Important requirements to be considered during such scenario setup are the size of the sensor devices, which should be as small as possible, lightweight, and low maintenance. The BCI technology has a great potential in helping patients and hospitals by monitoring critical physiological signals and also for implantable camera-based diagnosis. Patient comfort can be greatly increased if the implantable and wearable biomedical devices are small, wireless, and with batteries that last long. The UWB and RFID radio technology can also be used in wireless endoscopy with higher-resolution images transmitted at lower power by the UHF passive RFID and UWB transmitter, also, for the diagnosis of Crohn’s disease, celiac disease, benign and cancerous tumors, ulcerative colitis, gastrointestinal diseases, Barrett’s esophagus, and several others.

3. Simple, efficient, and trustworthy convergence

Future development of applications and technologies is greatly pushed by the explosive growth of data and the growing number of interconnected devices. Because of the scale and complexity of the data to be generated, the concept of hyper-data (i.e., big) has been introduced.

In order to capitalize on the enormous business potential presented by such rapid digitalization, new interoperable architectural and platform solutions are required. The value created by collecting, communicating, coordinating, and leveraging the data from connected devices depends on evolving the key IoT technologies that relate to identification, sensors, localization, wireless and information exchange protocols, data storage and security, and their seamless convergence with advanced cloud computing concepts.

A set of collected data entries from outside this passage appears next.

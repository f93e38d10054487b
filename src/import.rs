use std::io::{self, BufRead, BufReader, Error, ErrorKind, Read};

use base64::Engine;

use crate::ser::Alignment;

pub struct ASCIIImportIterator<'a> {
    buf_reader: BufReader<&'a mut dyn Read>,
}

impl<'a> ASCIIImportIterator<'a> {
    pub fn new(reader: &'a mut dyn Read) -> io::Result<Self> {
        let mut buf_reader = BufReader::new(reader);
        Self::read_header(&mut buf_reader)?;

        Ok(Self { buf_reader })
    }

    fn read_header(buf_reader: &mut BufReader<&'a mut dyn Read>) -> io::Result<Vec<String>> {
        buf_reader
            .lines()
            .map(|line| match line {
                Ok(s) if s.as_str().starts_with('#') => Ok(s),
                Ok(s) => Err(Error::new(
                    ErrorKind::Other,
                    format!("bad header line: {}", s),
                )),
                Err(e) => Err(e),
            })
            .take_while(|l| !l.as_ref().is_ok_and(|s| s == "# End of header"))
            .collect()
    }

    fn read_line(&mut self) -> io::Result<String> {
        self.buf_reader
            .by_ref()
            .lines()
            .next()
            .unwrap_or(Err(Error::new(ErrorKind::Other, "end of input")))
    }

    fn read_base64(&mut self, length: usize) -> io::Result<Vec<u8>> {
        let bytes = self
            .buf_reader
            .by_ref()
            .bytes()
            .filter(|b| {
                !b.as_ref()
                    .map(|b| b.is_ascii_whitespace())
                    .unwrap_or_default()
            })
            .take((4 * length / 3 + 3) & !3) // length of base64 representation
            .collect::<io::Result<Vec<_>>>()?;

        // read past line ending
        self.read_line().and_then(|l| {
            l.is_empty()
                .then_some(())
                .ok_or_else(|| Error::new(ErrorKind::Other, "unexpected data"))
        })?;

        base64::prelude::BASE64_STANDARD
            .decode(bytes)
            .map_err(|e| Error::new(ErrorKind::Other, format!("bad base64: {}", e)))
            .and_then(|decoded| {
                (decoded.len() == length)
                    .then_some(decoded)
                    .ok_or_else(|| Error::new(ErrorKind::Other, "length mismatch"))
            })
    }

    fn read_datum(&mut self) -> io::Result<Option<Vec<u8>>> {
        let line = self.read_line()?;
        match line.split_once('=') {
            Some(("#:count", _)) => Ok(None),
            Some(("#:len", length)) => length
                .parse::<usize>()
                .map_err(|e| Error::new(ErrorKind::Other, format!("bad line ({}): {}", line, e)))
                .and_then(|length| self.read_base64(length))
                .map(Some),
            _ => Err(Error::new(ErrorKind::Other, format!("bad data ({})", line))),
        }
    }
}

impl<'a> Iterator for ASCIIImportIterator<'a> {
    type Item = io::Result<(Vec<u8>, Vec<u8>)>;

    fn next(&mut self) -> Option<Self::Item> {
        match self.read_datum() {
            Ok(None) => None,
            Ok(Some(key)) => match self.read_datum() {
                Ok(None) => Some(Err(Error::new(ErrorKind::Other, "end of file"))),
                Ok(Some(value)) => Some(Ok((key, value))),
                Err(e) => Some(Err(e)),
            },
            Err(e) => Some(Err(e)),
        }
    }
}

/// Reads records out of a binary dump produced by
/// [`export_bin`](crate::Store::export_bin): a fixed four-line banner followed by
/// `(length, bytes)` pairs with big-endian lengths, alternating key then value, until EOF.
pub struct BinaryImportIterator<'a> {
    alignment: Alignment,
    buf_reader: BufReader<&'a mut dyn Read>,
}

impl<'a> BinaryImportIterator<'a> {
    pub fn new(alignment: Alignment, reader: &'a mut dyn Read) -> io::Result<Self> {
        let mut buf_reader = BufReader::new(reader);
        Self::read_header(&mut buf_reader)?;

        Ok(Self {
            alignment,
            buf_reader,
        })
    }

    fn read_header(buf_reader: &mut BufReader<&'a mut dyn Read>) -> io::Result<()> {
        for _ in 0..4 {
            let mut line = String::new();
            buf_reader.read_line(&mut line)?;
            if !line.trim_end_matches(['\r', '\n']).starts_with('!') {
                return Err(Error::new(
                    ErrorKind::Other,
                    format!("bad header line: {}", line),
                ));
            }
        }
        Ok(())
    }

    // Like `Read::read_exact`, but returns `Ok(0)` instead of erroring if the stream is
    // already at EOF when called (partial reads past that point still error).
    fn read_upto(&mut self, buf: &mut [u8]) -> io::Result<usize> {
        let mut total = 0;
        while total < buf.len() {
            match self.buf_reader.read(&mut buf[total..])? {
                0 => break,
                n => total += n,
            }
        }
        Ok(total)
    }

    fn read_length(&mut self) -> io::Result<Option<u64>> {
        match self.alignment {
            Alignment::Align32 => {
                let mut buf = [0u8; 4];
                match self.read_upto(&mut buf)? {
                    0 => Ok(None),
                    4 => Ok(Some(u32::from_be_bytes(buf) as u64)),
                    _ => Err(Error::new(ErrorKind::UnexpectedEof, "truncated length")),
                }
            }
            Alignment::Align64 => {
                let mut buf = [0u8; 8];
                match self.read_upto(&mut buf)? {
                    0 => Ok(None),
                    8 => Ok(Some(u64::from_be_bytes(buf))),
                    _ => Err(Error::new(ErrorKind::UnexpectedEof, "truncated length")),
                }
            }
        }
    }

    fn read_datum(&mut self) -> io::Result<Option<Vec<u8>>> {
        match self.read_length()? {
            None => Ok(None),
            Some(length) => {
                let mut data = vec![0u8; length as usize];
                self.buf_reader.read_exact(&mut data)?;
                Ok(Some(data))
            }
        }
    }
}

impl<'a> Iterator for BinaryImportIterator<'a> {
    type Item = io::Result<(Vec<u8>, Vec<u8>)>;

    fn next(&mut self) -> Option<Self::Item> {
        match self.read_datum() {
            Ok(None) => None,
            Ok(Some(key)) => match self.read_datum() {
                Ok(None) => Some(Err(Error::new(
                    ErrorKind::UnexpectedEof,
                    "truncated record: missing value",
                ))),
                Ok(Some(value)) => Some(Ok((key, value))),
                Err(e) => Some(Err(e)),
            },
            Err(e) => Some(Err(e)),
        }
    }
}
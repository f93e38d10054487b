//
// tests/read.rs -- read-only lookups against a populated database
//
// Copyright (c) 2019-2024 Jeff Garzik
//
// This file is part of the xdbm software project covered under
// the MIT License.  For the full license text, please see the LICENSE
// file in the root directory of this project.
// SPDX-License-Identifier: MIT

mod common;

#[test]
fn api_get_not() {
    let mut db = common::basic(10);
    assert_eq!(
        db.get::<str, Vec<u8>>("This key does not exist.").unwrap(),
        None
    );
}

#[test]
fn api_get() {
    const COUNT: usize = 500;
    let mut db = common::basic(COUNT);

    for n in 0..COUNT {
        let key = format!("key {n}");
        let expected = format!("value {n}");
        assert_eq!(
            db.get::<str, Vec<u8>>(key.as_str()).unwrap(),
            Some(expected.into_bytes())
        );
    }
}

#[test]
fn api_iter_covers_every_key() {
    use std::collections::HashSet;

    const COUNT: usize = 500;
    let mut db = common::basic(COUNT);

    let mut expected: HashSet<Vec<u8>> = (0..COUNT)
        .map(|n| format!("key {n}").into_bytes())
        .collect();

    for key in db.keys::<Vec<u8>>() {
        let key = key.unwrap();
        assert!(expected.remove(&key), "unexpected key {key:?}");
    }

    assert!(expected.is_empty(), "missed {} keys", expected.len());
}

#[test]
fn api_len() {
    const COUNT: usize = 321;
    let mut db = common::basic(COUNT);
    assert_eq!(db.len().unwrap(), COUNT);
}
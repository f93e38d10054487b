use std::fmt;
use std::io::{Error, ErrorKind, Result};

use crate::ser::{Alignment, Endian, Offset};

const GDBM_OMAGIC_LE: [u8; 4] = [0xce, 0x9a, 0x57, 0x13];
const GDBM_OMAGIC_BE: [u8; 4] = [0x13, 0x57, 0x9a, 0xce];
const GDBM_MAGIC_LE_32: [u8; 4] = [0xcd, 0x9a, 0x57, 0x13];
const GDBM_MAGIC_LE_64: [u8; 4] = [0xcf, 0x9a, 0x57, 0x13];
const GDBM_NUMSYNC_MAGIC_LE_32: [u8; 4] = [0xd0, 0x9a, 0x57, 0x13];
const GDBM_NUMSYNC_MAGIC_LE_64: [u8; 4] = [0xd1, 0x9a, 0x57, 0x13];
const GDBM_MAGIC_BE_32: [u8; 4] = [0x13, 0x57, 0x9a, 0xcd];
const GDBM_MAGIC_BE_64: [u8; 4] = [0x13, 0x57, 0x9a, 0xcf];
const GDBM_NUMSYNC_MAGIC_BE_32: [u8; 4] = [0x13, 0x57, 0x9a, 0xd0];
const GDBM_NUMSYNC_MAGIC_BE_64: [u8; 4] = [0x13, 0x57, 0x9a, 0xd1];

#[derive(Debug, Clone, Copy, PartialEq, Eq)]
pub enum Magic {
    LE,
    BE,
    LE32,
    BE32,
    LE64,
    BE64,
    LE32NS,
    BE32NS,
    LE64NS,
    BE64NS,
}

impl Magic {
    pub fn new(endian: Endian, offset: Offset, numsync: bool) -> Self {
        match (endian, offset, numsync) {
            (Endian::Little, Offset::Small, false) => Magic::LE32,
            (Endian::Little, Offset::Small, true) => Magic::LE32NS,
            (Endian::Little, Offset::LFS, false) => Magic::LE64,
            (Endian::Little, Offset::LFS, true) => Magic::LE64NS,
            (Endian::Big, Offset::Small, false) => Magic::BE32,
            (Endian::Big, Offset::Small, true) => Magic::BE32NS,
            (Endian::Big, Offset::LFS, false) => Magic::BE64,
            (Endian::Big, Offset::LFS, true) => Magic::BE64NS,
        }
    }

    pub(super) fn from_reader(rdr: &mut impl std::io::Read) -> Result<Self> {
        let mut buf = [0u8; 4];
        rdr.read_exact(&mut buf)?;
        match buf {
            GDBM_OMAGIC_LE => Ok(Magic::LE),
            GDBM_OMAGIC_BE => Ok(Magic::BE),
            GDBM_MAGIC_LE_32 => Ok(Magic::LE32),
            GDBM_MAGIC_BE_32 => Ok(Magic::BE32),
            GDBM_MAGIC_LE_64 => Ok(Magic::LE64),
            GDBM_MAGIC_BE_64 => Ok(Magic::BE64),
            GDBM_NUMSYNC_MAGIC_LE_32 => Ok(Magic::LE32NS),
            GDBM_NUMSYNC_MAGIC_BE_32 => Ok(Magic::BE32NS),
            GDBM_NUMSYNC_MAGIC_LE_64 => Ok(Magic::LE64NS),
            GDBM_NUMSYNC_MAGIC_BE_64 => Ok(Magic::BE64NS),
            _ => Err(Error::new(ErrorKind::Other, "Unknown/invalid magic number")),
        }
    }

    pub fn endian(&self) -> Endian {
        match self {
            Magic::LE | Magic::LE32 | Magic::LE64 | Magic::LE32NS | Magic::LE64NS => Endian::Little,
            _ => Endian::Big,
        }
    }

    pub fn offset(&self) -> Offset {
        match self {
            Magic::LE64 | Magic::BE64 | Magic::LE64NS | Magic::BE64NS => Offset::LFS,
            _ => Offset::Small,
        }
    }

    pub fn is_numsync(&self) -> bool {
        matches!(
            self,
            Magic::BE64NS | Magic::LE64NS | Magic::BE32NS | Magic::LE32NS
        )
    }

    pub fn default_alignment(&self) -> Alignment {
        match self {
            Magic::BE64 | Magic::LE64 | Magic::BE64NS | Magic::LE64NS => Alignment::Align64,
            _ => Alignment::Align32,
        }
    }

    pub(super) fn as_bytes(&self) -> &[u8] {
        match self {
            Magic::LE => &GDBM_OMAGIC_LE,
            Magic::LE32 => &GDBM_MAGIC_LE_32,
            Magic::LE64 => &GDBM_MAGIC_LE_64,
            Magic::LE32NS => &GDBM_NUMSYNC_MAGIC_LE_32,
            Magic::LE64NS => &GDBM_NUMSYNC_MAGIC_LE_64,
            Magic::BE => &GDBM_OMAGIC_BE,
            Magic::BE32 => &GDBM_MAGIC_BE_32,
            Magic::BE64 => &GDBM_MAGIC_BE_64,
            Magic::BE32NS => &GDBM_NUMSYNC_MAGIC_BE_32,
            Magic::BE64NS => &GDBM_NUMSYNC_MAGIC_BE_64,
        }
    }
}

impl fmt::Display for Magic {
    fn fmt(&self, f: &mut fmt::Formatter<'_>) -> fmt::Result {
        let name = match self {
            Magic::LE => "GDBM_OMAGIC",
            Magic::LE32 => "GDBM_MAGIC32",
            Magic::LE64 => "GDBM_MAGIC64",
            Magic::LE32NS => "GDBM_NUMSYNC_MAGIC32",
            Magic::LE64NS => "GDBM_NUMSYNC_MAGIC64",
            Magic::BE => "GDBM_OMAGIC_SWAP",
            Magic::BE32 => "GDBM_MAGIC32_SWAP",
            Magic::BE64 => "GDBM_MAGIC64_SWAP",
            Magic::BE32NS => "GDBM_NUMSYNC_MAGIC32_SWAP",
            Magic::BE64NS => "GDBM_NUMSYNC_MAGIC64_SWAP",
        };
        write!(f, "{}", name)
    }
}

In a scenario of hyper-connectivity, supporting networks would need to meet the challenge of the generation of massive sets of streaming digital data, defined by volume, variety, veracity, velocity, and value [24]. This would require distributed application logic cloud infrastructures, able to handle the diversity of data sources and formats and to support the continuous nature of the data acquisition. Security becomes more difficult to address as it is difficult to develop a generic security strategy or model [25], also in view of the emerging “openness” of the networks. Streaming data, in addition, demands ultrafast response times from security and privacy solutions [26]. To realize a comprehensive hyper-data platform, a set of sophisticated and scalable analytic functions should be implemented at infrastructure, platform, and software level, while some of the key requirements to consider relate to response time, reliability, accuracy, and so on.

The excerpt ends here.